本発明は、ストレス負荷後のACTH(副腎皮質刺激ホルモン)の分泌を抑制する作用および/またはストレス負荷後の炎症性サイトカイン増加を抑制する作用を有し、医薬品、食品などとして利用される抗ストレス剤、ならびに、生体に対する負荷が心身の障害を来すメカニズムに対する拮抗剤および緩和剤に関する。
精神的および/または肉体的ストレスは、神経、内分泌および免疫系を含む宿主の防御に影響を及ぼす(非特許文献1および2)。ストレス負荷時には、種々の炎症性サイトカイン(例えば、IL−18、IL−1β、IL−6、TNF−αなど)の血中濃度が上昇し(非特許文献3)、免疫、生体防御系を攪乱することが知られている(非特許文献4)。また、本発明者は、ストレス負荷による炎症性サイトカイン増加が活性酸素分子により引き起こされることを報告している(非特許文献5)。
最近の研究では、IL−18mRNAは副腎において副腎皮質刺激ホルモン(ACTH)および寒冷ストレスに応答して発現することが報告されている(非特許文献6)。また、副腎と免疫細胞とではIL−18mRNAについては異なるプロモーターを使用していることが報告されている(非特許文献7)。しかしながら、成熟型のIL−18の誘導は、前記両研究では示されていない。他方、精神医学的患者において、血漿中のIL−18の上昇が報告されている(非特許文献8)。

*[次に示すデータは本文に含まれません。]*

//! The capture thread: source → mono block → subscribers, and source → sink.

use crate::audio::format::AudioFormat;
use crate::audio::source::{AudioSource, InputSource};
use crate::clock::samples_to_duration;
use crate::defaults;
use crate::error::{AudioscopeError, Result};
use crate::pipeline::output::{OutputDriver, SinkClock};
use crate::pipeline::types::{SampleBlock, SharedBlock};
use crossbeam_channel::{Receiver, Sender, TrySendError, bounded};
use parking_lot::{Condvar, Mutex};
use std::fmt;
use std::sync::Arc;
use std::sync::atomic::{AtomicBool, Ordering};
use std::thread::{self, JoinHandle};
use std::time::Instant;

/// How often a full subscriber is reported after its first miss.
const MISS_LOG_INTERVAL: u64 = 100;

struct Subscriber {
    name: String,
    tx: Sender<SharedBlock>,
    missed: u64,
}

/// Fan-out of sample blocks to any number of bounded subscriber channels.
///
/// Publishing never blocks: a subscriber whose channel is full misses that
/// block, and subscribers whose receiver is gone are removed.
#[derive(Clone, Default)]
pub struct Publisher {
    subscribers: Arc<Mutex<Vec<Subscriber>>>,
}

impl Publisher {
    pub fn new() -> Self {
        Self::default()
    }

    /// Adds a subscriber with a channel of `capacity` blocks.
    pub fn subscribe(&self, name: impl Into<String>, capacity: usize) -> Receiver<SharedBlock> {
        let (tx, rx) = bounded(capacity.max(1));
        self.subscribers.lock().push(Subscriber {
            name: name.into(),
            tx,
            missed: 0,
        });
        rx
    }

    /// Delivers `block` to every subscriber with room, returning how many got it.
    pub fn publish(&self, block: &SharedBlock) -> usize {
        let mut subscribers = self.subscribers.lock();
        let mut delivered = 0;
        subscribers.retain_mut(|sub| match sub.tx.try_send(Arc::clone(block)) {
            Ok(()) => {
                delivered += 1;
                true
            }
            Err(TrySendError::Full(_)) => {
                sub.missed += 1;
                if sub.missed == 1 || sub.missed % MISS_LOG_INTERVAL == 0 {
                    log::warn!(
                        "subscriber '{}' is falling behind ({} blocks missed)",
                        sub.name,
                        sub.missed
                    );
                }
                true
            }
            Err(TrySendError::Disconnected(_)) => {
                log::debug!("subscriber '{}' disconnected", sub.name);
                false
            }
        });
        delivered
    }

    /// Drops every sender, so subscribers see their channel disconnect.
    pub fn close(&self) {
        self.subscribers.lock().clear();
    }

    pub fn subscriber_count(&self) -> usize {
        self.subscribers.lock().len()
    }

    /// Blocks missed by the named subscriber, if it is still subscribed.
    pub fn missed(&self, name: &str) -> Option<u64> {
        self.subscribers
            .lock()
            .iter()
            .find(|s| s.name == name)
            .map(|s| s.missed)
    }
}

/// Folds interleaved frames to mono by summing the channels.
pub fn downmix(interleaved: &[f32], channels: usize) -> Vec<f32> {
    if channels <= 1 {
        return interleaved.to_vec();
    }
    interleaved
        .chunks_exact(channels)
        .map(|frame| frame.iter().sum())
        .collect()
}

/// What happens to the source when a pipe stops.
#[derive(Debug, Clone, Copy, PartialEq, Eq)]
pub enum SourceDisposition {
    /// Hand the stopped source back to the caller.
    Reclaim,
    /// Destroy the source.
    Release,
}

/// Startup failure; carries the source back when the thread returned it.
pub struct PipeStartError {
    pub error: AudioscopeError,
    pub source: Option<Box<InputSource>>,
}

impl fmt::Debug for PipeStartError {
    fn fmt(&self, f: &mut fmt::Formatter<'_>) -> fmt::Result {
        f.debug_struct("PipeStartError")
            .field("error", &self.error)
            .field("source_returned", &self.source.is_some())
            .finish()
    }
}

impl fmt::Display for PipeStartError {
    fn fmt(&self, f: &mut fmt::Formatter<'_>) -> fmt::Result {
        write!(f, "audio pipe failed to start: {}", self.error)
    }
}

impl std::error::Error for PipeStartError {}

enum Startup {
    Pending,
    Ready,
    Failed(AudioscopeError),
}

struct PipeShared {
    terminate: AtomicBool,
    startup: Mutex<Startup>,
    started: Condvar,
    fatal: Mutex<Option<String>>,
}

impl PipeShared {
    fn signal(&self, state: Startup) {
        *self.startup.lock() = state;
        self.started.notify_all();
    }
}

/// One run of source and sink on the `audio-pipe` thread.
///
/// The pipe owns both while running. On stop the source comes back to the
/// caller (or is destroyed) and the sink is closed and dropped.
pub struct AudioPipe {
    shared: Arc<PipeShared>,
    handle: Option<JoinHandle<Option<Box<InputSource>>>>,
    sink_clock: SinkClock,
    format: AudioFormat,
}

impl AudioPipe {
    /// Starts source then sink on a new thread and waits until both are open.
    ///
    /// # Errors
    /// If either fails to start, the thread exits and the error is returned
    /// together with the source.
    pub fn spawn(
        source: Box<InputSource>,
        sink: OutputDriver,
        publisher: Publisher,
    ) -> std::result::Result<Self, PipeStartError> {
        let shared = Arc::new(PipeShared {
            terminate: AtomicBool::new(false),
            startup: Mutex::new(Startup::Pending),
            started: Condvar::new(),
            fatal: Mutex::new(None),
        });
        let sink_clock = sink.sink_clock();
        let format = source.format();

        let thread_shared = Arc::clone(&shared);
        let handle = thread::Builder::new()
            .name("audio-pipe".to_string())
            .spawn(move || run_pipe(source, sink, publisher, thread_shared))
            .map_err(|e| PipeStartError {
                error: AudioscopeError::Other(format!("failed to spawn audio pipe: {}", e)),
                source: None,
            })?;

        let outcome = {
            let mut startup = shared.startup.lock();
            while matches!(*startup, Startup::Pending) && !handle.is_finished() {
                shared
                    .started
                    .wait_for(&mut startup, defaults::STARTUP_POLL);
            }
            std::mem::replace(&mut *startup, Startup::Pending)
        };

        match outcome {
            Startup::Ready => Ok(Self {
                shared,
                handle: Some(handle),
                sink_clock,
                format,
            }),
            Startup::Failed(error) => Err(PipeStartError {
                error,
                source: handle.join().ok().flatten(),
            }),
            Startup::Pending => {
                if let Err(panic_info) = handle.join() {
                    log::error!("audio pipe thread panicked: {}", panic_message(&*panic_info));
                }
                Err(PipeStartError {
                    error: AudioscopeError::Other(
                        "audio pipe exited before signalling startup".to_string(),
                    ),
                    source: None,
                })
            }
        }
    }

    /// Requests termination and waits for the thread to exit.
    ///
    /// Returns `None` when the pipe was already stopped, when the source was
    /// lost to a fatal error, or for [`SourceDisposition::Release`].
    pub fn stop(&mut self, disposition: SourceDisposition) -> Option<Box<InputSource>> {
        let handle = self.handle.take()?;
        self.shared.terminate.store(true, Ordering::Release);
        match handle.join() {
            Ok(source) => match disposition {
                SourceDisposition::Reclaim => source,
                SourceDisposition::Release => None,
            },
            Err(panic_info) => {
                log::error!("audio pipe thread panicked: {}", panic_message(&*panic_info));
                None
            }
        }
    }

    /// Whether the pipe thread is still looping.
    pub fn is_running(&self) -> bool {
        self.handle.as_ref().is_some_and(|h| !h.is_finished())
    }

    /// Sink clock position, readable from any thread.
    pub fn sink_time(&self) -> Instant {
        self.sink_clock.time()
    }

    pub fn sink_clock(&self) -> SinkClock {
        self.sink_clock.clone()
    }

    /// Format of the source this pipe reads.
    pub fn format(&self) -> AudioFormat {
        self.format
    }

    /// Error that ended the pipe, if any.
    pub fn fatal_error(&self) -> Option<String> {
        self.shared.fatal.lock().clone()
    }
}

impl Drop for AudioPipe {
    fn drop(&mut self) {
        self.stop(SourceDisposition::Release);
    }
}

fn panic_message(panic_info: &(dyn std::any::Any + Send)) -> &str {
    panic_info
        .downcast_ref::<&str>()
        .copied()
        .or_else(|| panic_info.downcast_ref::<String>().map(|s| s.as_str()))
        .unwrap_or("unknown panic")
}

fn run_pipe(
    mut source: Box<InputSource>,
    mut sink: OutputDriver,
    publisher: Publisher,
    shared: Arc<PipeShared>,
) -> Option<Box<InputSource>> {
    if let Err(e) = source.start() {
        shared.signal(Startup::Failed(e));
        return Some(source);
    }
    if let Err(e) = sink.start() {
        if let Err(stop_err) = source.stop() {
            log::warn!("failed to stop source '{}': {}", source.name(), stop_err);
        }
        shared.signal(Startup::Failed(e));
        return Some(source);
    }
    shared.signal(Startup::Ready);
    log::info!("audio pipe running on '{}' ({})", source.name(), source.format());

    let result = pump(&mut source, &mut sink, &publisher, &shared);
    sink.stop();
    if let Err(e) = source.stop() {
        log::warn!("failed to stop source '{}': {}", source.name(), e);
    }

    match result {
        Ok(blocks) => {
            log::info!("audio pipe stopped after {} blocks", blocks);
            Some(source)
        }
        Err(e) => {
            log::error!("audio pipe stopped on fatal error: {}", e);
            *shared.fatal.lock() = Some(e.to_string());
            None
        }
    }
}

/// Read → downmix → publish → render until termination is requested.
fn pump(
    source: &mut InputSource,
    sink: &mut OutputDriver,
    publisher: &Publisher,
    shared: &PipeShared,
) -> Result<u64> {
    let format = source.format();
    let channels = format.channel_count.max(1) as usize;
    let idle = samples_to_duration(defaults::IDLE_POLL_FRAMES as u64, format.sample_rate);
    let mut scratch: Vec<f32> = Vec::new();
    let mut blocks = 0u64;

    while !shared.terminate.load(Ordering::Acquire) {
        let timestamp = source.read_samples(&mut scratch)?;
        if scratch.is_empty() {
            thread::sleep(idle);
            continue;
        }

        let capacity = scratch.capacity();
        let original_samples = std::mem::replace(&mut scratch, Vec::with_capacity(capacity));
        let block: SharedBlock = Arc::new(SampleBlock {
            timestamp,
            sample_rate: format.sample_rate,
            channel_count: format.channel_count,
            mono_samples: downmix(&original_samples, channels),
            original_samples,
        });

        publisher.publish(&block);
        sink.write_samples(&block.original_samples)?;
        blocks += 1;
    }
    Ok(blocks)
}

現代社会においては、ヒトは様々なストレスに曝されて労働し、生活している。一般に、ストレスの感じ方には個人差があり、ストレスの有無や強弱について明確な指標がなかった。本発明者は、これまでの研究によりストレスがIL−18などのサイトカインの上昇を招いていることを見出し、IL−18をストレスカスケードの頂点とする情報伝達の流れを明らかにしてストレスの客観的評価を可能にした(特許文献1、非特許文献9および10)。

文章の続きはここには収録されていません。